[Opening EXERCISE MATERIAL section]

//! Pass 2: per-year extremity counts.

use crate::summary::SlotSummary;
use crate::walk::SlotWalk;

/// Per-year counts of days outside the slot extremity thresholds.
///
/// `low` holds negative counts (one decrement per unusually cold day) and
/// `high` positive counts (one increment per unusually hot day), so the two
/// series can be drawn on either side of a shared axis.
#[derive(Debug, Clone, PartialEq, Eq)]
pub(crate) struct YearHistogram {
    /// Calendar year of each histogram bin.
    pub years: Vec<i32>,
    /// Cold-excess count per year, always <= 0.
    pub low: Vec<i64>,
    /// Hot-excess count per year, always >= 0.
    pub high: Vec<i64>,
}

/// Re-walks the entire series and tallies, per year, the days strictly
/// below the slot's low threshold and strictly above its high threshold.
///
/// Bins are created as the walk reaches each year, so the histogram spans
/// exactly the years the series covers, including a trailing partial year.
pub(crate) fn count_extremes(
    labels: &[String],
    values: &[f64],
    slot_labels: &[String],
    summary: &SlotSummary,
    epoch_year: i32,
) -> YearHistogram {
    let mut histogram = YearHistogram {
        years: Vec::new(),
        low: Vec::new(),
        high: Vec::new(),
    };

    for step in SlotWalk::new(labels, slot_labels) {
        if step.year_offset == histogram.years.len() {
            histogram.years.push(epoch_year + step.year_offset as i32);
            histogram.low.push(0);
            histogram.high.push(0);
        }

        let value = values[step.index];
        if value < summary.low_threshold[step.slot] {
            histogram.low[step.year_offset] -= 1;
        }
        if value > summary.high_threshold[step.slot] {
            histogram.high[step.year_offset] += 1;
        }
    }

    histogram
}

#[cfg(test)]
mod tests {
    use super::*;
    use clima_calendar::{SLOTS_PER_YEAR, noleap_labels, slot_labels};
    use crate::summary::summarize_slots;

    /// Ten flat years except one hot day and two cold days in year 3.
    fn flat_series_with_outliers() -> (Vec<String>, Vec<f64>) {
        let labels = noleap_labels(2000, 10 * 365);
        let mut values = vec![10.0; labels.len()];
        values[3 * 365] = 50.0; // Jan 1, 2003: hot
        values[3 * 365 + 1] = -50.0; // Jan 2, 2003: cold
        values[3 * 365 + 2] = -50.0; // Jan 3, 2003: cold
        (labels, values)
    }

    #[test]
    fn outliers_counted_in_their_year() {
        let canonical = slot_labels();
        let (labels, values) = flat_series_with_outliers();

        let mut slots: Vec<Vec<f64>> = vec![Vec::new(); SLOTS_PER_YEAR];
        for (i, &v) in values.iter().enumerate() {
            slots[i % SLOTS_PER_YEAR].push(v);
        }
        let summary = summarize_slots(&mut slots, 4);
        let histogram = count_extremes(&labels, &values, &canonical, &summary, 2000);

        assert_eq!(histogram.years.len(), 10);
        assert_eq!(histogram.years[0], 2000);
        assert_eq!(histogram.years[9], 2009);

        assert_eq!(histogram.high[3], 1);
        assert_eq!(histogram.low[3], -2);
        for y in (0..10).filter(|&y| y != 3) {
            assert_eq!(histogram.low[y], 0, "year offset {y}");
            assert_eq!(histogram.high[y], 0, "year offset {y}");
        }
    }

    #[test]
    fn sign_convention_holds() {
        let canonical = slot_labels();
        let (labels, values) = flat_series_with_outliers();

        let mut slots: Vec<Vec<f64>> = vec![Vec::new(); SLOTS_PER_YEAR];
        for (i, &v) in values.iter().enumerate() {
            slots[i % SLOTS_PER_YEAR].push(v);
        }
        let summary = summarize_slots(&mut slots, 4);
        let histogram = count_extremes(&labels, &values, &canonical, &summary, 2000);

        assert!(histogram.low.iter().all(|&c| c <= 0));
        assert!(histogram.high.iter().all(|&c| c >= 0));
    }

    #[test]
    fn partial_trailing_year_gets_a_bin() {
        let canonical = slot_labels();
        let labels = noleap_labels(2000, 365 + 100);
        let values = vec![10.0; labels.len()];

        let mut slots: Vec<Vec<f64>> = vec![Vec::new(); SLOTS_PER_YEAR];
        for (i, &v) in values.iter().enumerate() {
            slots[i % SLOTS_PER_YEAR].push(v);
        }
        let summary = summarize_slots(&mut slots, 4);
        let histogram = count_extremes(&labels, &values, &canonical, &summary, 2000);

        assert_eq!(histogram.years, vec![2000, 2001]);
    }
}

[Closing EXERCISE MATERIAL section]

TASK STATEMENT ▸ Based on the entries above, please count how many lines contain the string "YearHistogram", and reply with the figure only.

EXERCISE ANSWER ▸ 3